Before Style left the community, he met with one last guru, named Eric Weber. While Ross Jeffries earned the title of godfather of the seduction community in the 1980s, Weber had laid the foundation for future PUAs with his 1970 book, How to Pick Up Girls.
Weber had since gotten married, had kids, and left the game. Style sought his advice on how to get out of the community.
Weber told Style that the primary tool to get out of the community was confidence. Weber warned that men who don’t attain that inner confidence become obsessed with the game, in a futile attempt to fill their psychological holes.
On the other hand, men who developed enough confidence and self-worth no longer needed validation from women—although, Weber admitted, even he still had moments of self-doubt and feelings of inadequacy every now and then.
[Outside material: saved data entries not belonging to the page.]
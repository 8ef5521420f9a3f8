use budget_tracker::{
    cli::{MenuController, console::Terminal},
    config::{self, database},
    errors::Result,
};
use dotenvy::dotenv;
use tracing::{error, info};
use tracing_subscriber::EnvFilter;

#[tokio::main(flavor = "current_thread")]
async fn main() -> Result<()> {
    // 1. Load .env file (non-fatal, env vars can be set externally)
    let dotenv_loaded = dotenv().is_ok();

    // 2. Load the application configuration
    let app_config = config::load_app_configuration()?;

    // 3. Initialize tracing on stderr so it stays out of the menus
    tracing_subscriber::fmt()
        .with_env_filter(
            EnvFilter::try_from_default_env()
                .unwrap_or_else(|_| EnvFilter::new(&app_config.log_filter)),
        )
        .with_writer(std::io::stderr)
        .init();
    info!(dotenv_loaded, "Configuration loaded");

    // 4. Connect and make sure the schema exists
    let db = database::create_connection(&app_config.database_url)
        .await
        .inspect_err(|e| error!("Failed to connect to database: {}", e))?;
    database::create_tables(&db)
        .await
        .inspect(|_| info!("Database initialized successfully."))
        .inspect_err(|e| error!("Failed to initialize database: {}", e))?;

    // 5. Run the menus until the user exits
    let mut controller = MenuController::new(&db, Terminal, app_config.budget_delete_scope);
    controller
        .run()
        .await
        .inspect_err(|e| error!("Fatal error: {}", e))?;

    Ok(())
}
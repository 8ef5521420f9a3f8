/// Database connection and schema creation
pub mod database;

/// Settings file and environment handling
pub mod settings;

pub use settings::{AppConfig, load_app_configuration};
//! In-memory posting board with live filtered subscriptions.
//!
//! Stands in for the hosted document store: callers register
//! `subscribe(criteria, on_update)` and receive a fresh filtered snapshot
//! on registration and after every mutation, in mutation order.

use std::cell::Cell;
use std::sync::{Arc, Mutex, PoisonError, RwLock, Weak};

use tracing::{debug, info, warn};
use uuid::Uuid;

use crate::models::job::JobPosting;
use crate::search::{run_search, MatchedPosting, SearchCriteria};

/// Callback invoked with each filtered snapshot. Must not mutate the board.
pub type UpdateCallback = dyn Fn(&[MatchedPosting]) + Send + Sync;

thread_local! {
    static DELIVERING: Cell<bool> = const { Cell::new(false) };
}

/// Marks the current thread as running subscription callbacks.
struct DeliveryGuard {
    previous: bool,
}

impl DeliveryGuard {
    fn enter() -> Self {
        Self {
            previous: DELIVERING.with(|d| d.replace(true)),
        }
    }
}

impl Drop for DeliveryGuard {
    fn drop(&mut self) {
        DELIVERING.with(|d| d.set(self.previous));
    }
}

/// Re-entering the board from a callback would block forever on the publish lock.
fn assert_not_delivering(operation: &str) {
    assert!(
        !DELIVERING.with(Cell::get),
        "JobBoard::{operation} called from inside a subscription callback"
    );
}

struct Subscriber {
    id: Uuid,
    criteria: SearchCriteria,
    on_update: Arc<UpdateCallback>,
}

struct BoardInner {
    postings: RwLock<Vec<JobPosting>>,
    subscribers: Mutex<Vec<Subscriber>>,
    /// Serialises mutation + delivery so every subscriber sees snapshots in order.
    publish: Mutex<()>,
    default_radius_km: f64,
}

#[derive(Clone)]
pub struct JobBoard {
    inner: Arc<BoardInner>,
}

/// Keeps a subscription alive. Dropping it unsubscribes.
pub struct SubscriptionHandle {
    id: Uuid,
    board: Weak<BoardInner>,
}

impl SubscriptionHandle {
    pub fn id(&self) -> Uuid {
        self.id
    }
}

impl Drop for SubscriptionHandle {
    fn drop(&mut self) {
        if let Some(inner) = self.board.upgrade() {
            let mut subs = inner
                .subscribers
                .lock()
                .unwrap_or_else(PoisonError::into_inner);
            subs.retain(|s| s.id != self.id);
            debug!("Subscription {} removed ({} remaining)", self.id, subs.len());
        }
    }
}

impl JobBoard {
    /// Builds a board from initial postings, applying the same rules as `upsert`:
    /// blank ids get a UUID and a repeated id replaces the earlier posting.
    /// Postings with an out-of-range coordinate are skipped.
    pub fn with_postings(default_radius_km: f64, postings: Vec<JobPosting>) -> Self {
        let mut stored: Vec<JobPosting> = Vec::with_capacity(postings.len());
        for mut posting in postings {
            if let Some(coord) = &posting.coordinate {
                if !coord.is_valid() {
                    warn!(
                        "Skipping posting '{}' with out-of-range coordinate ({}, {})",
                        posting.id, coord.latitude, coord.longitude
                    );
                    continue;
                }
            }
            assign_id(&mut posting);
            if insert_or_replace(&mut stored, posting) {
                debug!("Duplicate initial posting id replaced earlier entry");
            }
        }

        Self {
            inner: Arc::new(BoardInner {
                postings: RwLock::new(stored),
                subscribers: Mutex::new(Vec::new()),
                publish: Mutex::new(()),
                default_radius_km,
            }),
        }
    }

    pub fn default_radius_km(&self) -> f64 {
        self.inner.default_radius_km
    }

    pub fn list(&self) -> Vec<JobPosting> {
        self.read_postings().clone()
    }

    pub fn get(&self, id: &str) -> Option<JobPosting> {
        self.read_postings().iter().find(|p| p.id == id).cloned()
    }

    pub fn posting_count(&self) -> usize {
        self.read_postings().len()
    }

    /// Runs the search pipeline against the current snapshot.
    pub fn search(&self, criteria: &SearchCriteria) -> Vec<MatchedPosting> {
        run_search(&self.read_postings(), criteria, self.inner.default_radius_km)
    }

    /// Inserts or replaces a posting by id. A blank id is replaced with a fresh UUID.
    /// Returns the stored posting.
    pub fn upsert(&self, mut posting: JobPosting) -> JobPosting {
        assert_not_delivering("upsert");
        assign_id(&mut posting);

        let _guard = self.lock_publish();
        {
            let mut postings = self.write_postings();
            if insert_or_replace(&mut postings, posting.clone()) {
                info!("Posting {} updated", posting.id);
            } else {
                info!("Posting {} added ({} total)", posting.id, postings.len());
            }
        }
        self.notify_all();
        posting
    }

    /// Removes a posting. Returns false if no posting had that id.
    pub fn remove(&self, id: &str) -> bool {
        assert_not_delivering("remove");

        let _guard = self.lock_publish();
        let removed = {
            let mut postings = self.write_postings();
            let before = postings.len();
            postings.retain(|p| p.id != id);
            postings.len() != before
        };
        if removed {
            info!("Posting {id} removed");
            self.notify_all();
        }
        removed
    }

    /// Registers a live query. `on_update` receives the current result set
    /// immediately and again after every mutation.
    pub fn subscribe<F>(&self, criteria: SearchCriteria, on_update: F) -> SubscriptionHandle
    where
        F: Fn(&[MatchedPosting]) + Send + Sync + 'static,
    {
        assert_not_delivering("subscribe");
        let id = Uuid::new_v4();
        let on_update: Arc<UpdateCallback> = Arc::new(on_update);

        let _guard = self.lock_publish();
        let snapshot = self.search(&criteria);
        {
            let mut subs = self
                .inner
                .subscribers
                .lock()
                .unwrap_or_else(PoisonError::into_inner);
            subs.push(Subscriber {
                id,
                criteria,
                on_update: on_update.clone(),
            });
            debug!("Subscription {id} registered ({} active)", subs.len());
        }
        {
            let _delivering = DeliveryGuard::enter();
            on_update(&snapshot);
        }

        SubscriptionHandle {
            id,
            board: Arc::downgrade(&self.inner),
        }
    }

    /// Caller must hold the publish lock.
    fn notify_all(&self) {
        let targets: Vec<(SearchCriteria, Arc<UpdateCallback>)> = self
            .inner
            .subscribers
            .lock()
            .unwrap_or_else(PoisonError::into_inner)
            .iter()
            .map(|s| (s.criteria.clone(), s.on_update.clone()))
            .collect();

        if targets.is_empty() {
            return;
        }

        let postings = self.list();
        let _delivering = DeliveryGuard::enter();
        for (criteria, callback) in targets {
            let snapshot = run_search(&postings, &criteria, self.inner.default_radius_km);
            callback(&snapshot);
        }
    }

    fn lock_publish(&self) -> std::sync::MutexGuard<'_, ()> {
        self.inner
            .publish
            .lock()
            .unwrap_or_else(PoisonError::into_inner)
    }

    fn read_postings(&self) -> std::sync::RwLockReadGuard<'_, Vec<JobPosting>> {
        self.inner
            .postings
            .read()
            .unwrap_or_else(PoisonError::into_inner)
    }

    fn write_postings(&self) -> std::sync::RwLockWriteGuard<'_, Vec<JobPosting>> {
        self.inner
            .postings
            .write()
            .unwrap_or_else(PoisonError::into_inner)
    }
}

fn assign_id(posting: &mut JobPosting) {
    if posting.id.trim().is_empty() {
        posting.id = Uuid::new_v4().to_string();
    }
}

/// Replaces the posting with the same id in place, or appends. Returns true on replace.
fn insert_or_replace(postings: &mut Vec<JobPosting>, posting: JobPosting) -> bool {
    match postings.iter_mut().find(|p| p.id == posting.id) {
        Some(existing) => {
            *existing = posting;
            true
        }
        None => {
            postings.push(posting);
            false
        }
    }
}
During Style’s two years in the pickup world, he had:
The game had helped Style recognize the assets that he already possessed, which built his inner confidence.
Like Weber—and everyone—Style would probably have moments of self-doubt. However, he would always know that he had within him the traits and abilities that he previously believed were out of his reach.
(Shortform note: In the years after this book's publication, Neil was treated for sex addiction, among other mental and emotional conditions. While in rehab for this addiction, a doctor told him that his years in the seduction game had deeply ingrained his dysfunctional behaviors.
After receiving treatment, Neil got married in 2013 (not to Lisa) and had a son. In 2015, he published another book about his recovery from the seduction community, titled The Truth: An Uncomfortable Book About Relationships. He no longer leads seminars on seduction techniques, but rather on how to be happier and more confident.)